Pass-by-Reference with Pointers

• Three ways to pass arguments to a function
  • Pass-by-value
  • Pass-by-reference with reference arguments
  • Pass-by-reference with pointer arguments
• Pointers can modify multiple variables or pass pointers to large data objects, avoiding overhead.
• Pointers and the indirection operator accomplish pass-by-reference.
• When calling a function with an argument for modification, the address of the argument is passed.

Built-in Arrays

• Arrays specify the type of the elements and the number of elements an array requires with type arrayName[arraySize];
• The compiler reserves the memory.
• arraySize must be an integer constant greater than zero.
• To reserve 12 elements for a built-in array of ints named c, the declaration is int c[12]
• Elements of a built-in array are accessed using the subscript [] operator

Initializing Built-in Arrays

• Array elements initialized using an initializer list like int n[5]{50, 20, 30, 10, 40};
• A built-in array of 5 ints is created and initialized with the specified values.
• With fewer initializers, the remaining elements are value-initialized. numeric types are set to 0, bools to false, pointers to nullptr
• Too many initializers results in a compilation error.
• When a built-in array's size is omitted, the compiler sizes it to the number of elements in the list.
• int n[]{50, 20, 30, 10, 40}; creates a five-element array.

Passing Built-in Arrays to Functions

• The value of a built-in array's name is implicitly convertible to the address of the built-in array's first element.
• arrayName is converted to &arrayName[0]
• Do not take the address & of a built-in array to pass, simply pass the array's name.
• The called funtion can modify all the elements of a built-in array in the caller, unless the function is const.
• Built-in array parameter can be declared in a function header as int sum(const int values[], const size_t numberOfElements)
• The above header can be written as int sum(const int* values, const size_t numberOfElements)

Built-In Array Limitations

• Arrays can not be sorted with relational and equality operators which must loops be compared element by element usingif (a1 < a2); //illegal
• Arrays cannot be assigned as a1 = a2; //illegal
• Arrays do not track their size, functions processing arrays require both the array's name and size as arugments
• Arrays do not have automatic bounds checking.

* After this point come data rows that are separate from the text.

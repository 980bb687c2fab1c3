//! Validated timeout policies and daemon settings

use crate::schema::RawSettings;
use crate::ConfigError;
use std::path::PathBuf;
use std::time::Duration;
use tracing::warn;
use warden_api::Template;

/// Default minimum interval between repeated warnings (1 hour).
pub const DEFAULT_NOTIFICATION_INTERVAL_SECONDS: u64 = 3600;
/// Default maximum number of warnings before the cap.
pub const DEFAULT_MAX_ALERTS: u32 = 3;
/// Default requeue margin past a deadline.
pub const DEFAULT_MARGIN_SECONDS: u64 = 30;
/// Default scheduler granularity.
pub const DEFAULT_RECONCILE_INTERVAL_SECONDS: u64 = 60;
/// Default per-request timeout against the metrics backend.
pub const DEFAULT_REQUEST_TIMEOUT_SECONDS: u64 = 10;

/// The sentinel disabling a timeout dimension for the lifetime of the
/// template reference.
pub const NEVER_TIMEOUT_VALUE: &str = "never";

/// One timeout dimension of a template policy.
///
/// A tagged type rather than a magic duration value, so disabled dimensions
/// can never leak into arithmetic.
#[derive(Debug, Clone, Copy, PartialEq, Eq)]
pub enum TimeoutPolicy {
    /// The dimension is permanently disabled.
    Never,
    /// The dimension expires this long after its anchor timestamp.
    After(Duration),
}

impl TimeoutPolicy {
    /// Parse a policy string matching `^(never|[0-9]+[mhd])$`.
    ///
    /// Anything else is a configuration fault and fails with
    /// `InvalidPolicyFormat`; it is never silently defaulted.
    pub fn parse(input: &str) -> Result<Self, ConfigError> {
        if input == NEVER_TIMEOUT_VALUE {
            return Ok(Self::Never);
        }

        let Some(unit) = input.chars().last() else {
            return Err(ConfigError::InvalidPolicyFormat(input.to_string()));
        };

        let digits = &input[..input.len() - unit.len_utf8()];
        if digits.is_empty() || !digits.bytes().all(|b| b.is_ascii_digit()) {
            return Err(ConfigError::InvalidPolicyFormat(input.to_string()));
        }

        let value: u64 = digits
            .parse()
            .map_err(|_| ConfigError::InvalidPolicyFormat(input.to_string()))?;

        let seconds = match unit {
            'm' => value.checked_mul(60),
            'h' => value.checked_mul(3600),
            'd' => value.checked_mul(86400),
            _ => return Err(ConfigError::InvalidPolicyFormat(input.to_string())),
        };

        match seconds {
            Some(secs) => Ok(Self::After(Duration::from_secs(secs))),
            None => Err(ConfigError::InvalidPolicyFormat(input.to_string())),
        }
    }

    pub fn is_never(&self) -> bool {
        matches!(self, Self::Never)
    }
}

/// The effective timeout policy for an instance, resolved from its template.
#[derive(Debug, Clone, PartialEq, Eq)]
pub struct InstancePolicy {
    /// Absolute expiry: duration from creation after which the instance
    /// must be terminated regardless of use.
    pub max_lifetime: TimeoutPolicy,

    /// Inactivity timeout: duration of no observed access after which the
    /// instance must be terminated.
    pub inactivity_timeout: TimeoutPolicy,

    /// Effective maximum warning count: the template override when present
    /// and parseable, else the configured default.
    pub max_alerts: u32,
}

impl InstancePolicy {
    /// Resolve the effective policy for instances of `template`.
    pub fn resolve(template: &Template, default_max_alerts: u32) -> Result<Self, ConfigError> {
        let max_lifetime = TimeoutPolicy::parse(&template.delete_after)?;
        let inactivity_timeout = TimeoutPolicy::parse(&template.inactivity_timeout)?;

        // The override is advisory: a malformed value falls back to the
        // default, unlike the policy strings above.
        let max_alerts = match template.max_alerts_override() {
            Some(raw) => match raw.parse::<u32>() {
                Ok(n) => n,
                Err(_) => {
                    warn!(
                        template = %template.name,
                        value = %raw,
                        "Unparseable maxAlerts override, using default"
                    );
                    default_max_alerts
                }
            },
            None => default_max_alerts,
        };

        Ok(Self {
            max_lifetime,
            inactivity_timeout,
            max_alerts,
        })
    }

    /// Whether both dimensions are disabled, i.e. the instance is not
    /// managed by the lifecycle engine at all.
    pub fn is_unmanaged(&self) -> bool {
        self.max_lifetime.is_never() && self.inactivity_timeout.is_never()
    }
}

/// Validated daemon settings ready for use by wiring code
#[derive(Debug, Clone)]
pub struct Settings {
    pub daemon: DaemonSettings,
    pub notifications: NotificationSettings,
    pub activity: ActivitySettings,
}

#[derive(Debug, Clone)]
pub struct DaemonSettings {
    pub data_dir: PathBuf,
    pub reconcile_interval: Duration,
    pub margin: Duration,
}

#[derive(Debug, Clone)]
pub struct NotificationSettings {
    pub enabled: bool,
    pub interval: Duration,
    pub max_alerts: u32,
    pub webhook_url: Option<String>,
}

#[derive(Debug, Clone)]
pub struct ActivitySettings {
    pub base_url: String,
    pub request_timeout: Duration,
    pub channels: Vec<String>,
}

impl Settings {
    /// Convert from raw settings (after validation)
    pub fn from_raw(raw: RawSettings) -> Self {
        Self {
            daemon: DaemonSettings {
                data_dir: raw
                    .daemon
                    .data_dir
                    .unwrap_or_else(|| PathBuf::from("/var/lib/wardend")),
                reconcile_interval: Duration::from_secs(
                    raw.daemon
                        .reconcile_interval_seconds
                        .unwrap_or(DEFAULT_RECONCILE_INTERVAL_SECONDS),
                ),
                margin: Duration::from_secs(
                    raw.daemon.margin_seconds.unwrap_or(DEFAULT_MARGIN_SECONDS),
                ),
            },
            notifications: NotificationSettings {
                enabled: raw.notifications.enabled,
                interval: Duration::from_secs(
                    raw.notifications
                        .interval_seconds
                        .unwrap_or(DEFAULT_NOTIFICATION_INTERVAL_SECONDS),
                ),
                max_alerts: raw.notifications.max_alerts.unwrap_or(DEFAULT_MAX_ALERTS),
                webhook_url: raw.notifications.webhook_url,
            },
            activity: ActivitySettings {
                base_url: raw.activity.base_url,
                request_timeout: Duration::from_secs(
                    raw.activity
                        .request_timeout_seconds
                        .unwrap_or(DEFAULT_REQUEST_TIMEOUT_SECONDS),
                ),
                channels: raw.activity.channels.unwrap_or_else(default_channels),
            },
        }
    }
}

fn default_channels() -> Vec<String> {
    vec!["desktop".into(), "ssh".into(), "webssh".into()]
}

Code must ensure array-access expressions use subscripts within the array's bounds.

Pointer Expressions and Pointer Arithmetic

• Pointers are valid operands in arithmetic, assignment, and comparison expressions.
• C++ enables pointer arithmetic with these operations
  • increment ++
  • decrement --
  • integer added to a pointer + or +=
  • integer subtracted from a pointer - or -=
  • one pointer subtracted from another. This is appropriate only for pointers that point to elements of the same built-in array.

Pointer Expressions and Pointer Arithmetic - Example

• If int v[5] has been declared and the first element is at memory location 3000, and pointer vPtr is initialized to point to v[0], then the value of vPtr is 3000.
• For a machine using four-byte integers:
  • Variable vPtr can be initialized to point to v with int* vPtr{v}; or int* vPtr{&v[0]};
  • When an integer is added to or subtracted from a pointer, the pointer is incremented or decremented by that integer * the size of the memory object to which the pointer refers.
  • vPtr += 2; produces 3008 = from 3000 + 2 * 4
  • In the built-in array v, vPtr now points to v[2].

Some Pointer Properties

• A pointer can be assigned to another pointer if both pointers are of the same type.
• A void* pointer cannot be dereferenced.
• The compiler knows an int* points to four bytes of memory (on a 4-byte machine) and dereferencing it creates an lvalue that is an alias for the int's four bytes.
• A void* simply contains a memory address for an unknown data type.
  • One cannot dereference a void* because the compiler does not know the type or number of bytes.
• Pointers can be compared using equality and relational operators.
  • Comparisons using relational operators are meaningless unless the pointers point to the same built-in array.
  • Pointer comparisons compare the addresses stored in the pointers.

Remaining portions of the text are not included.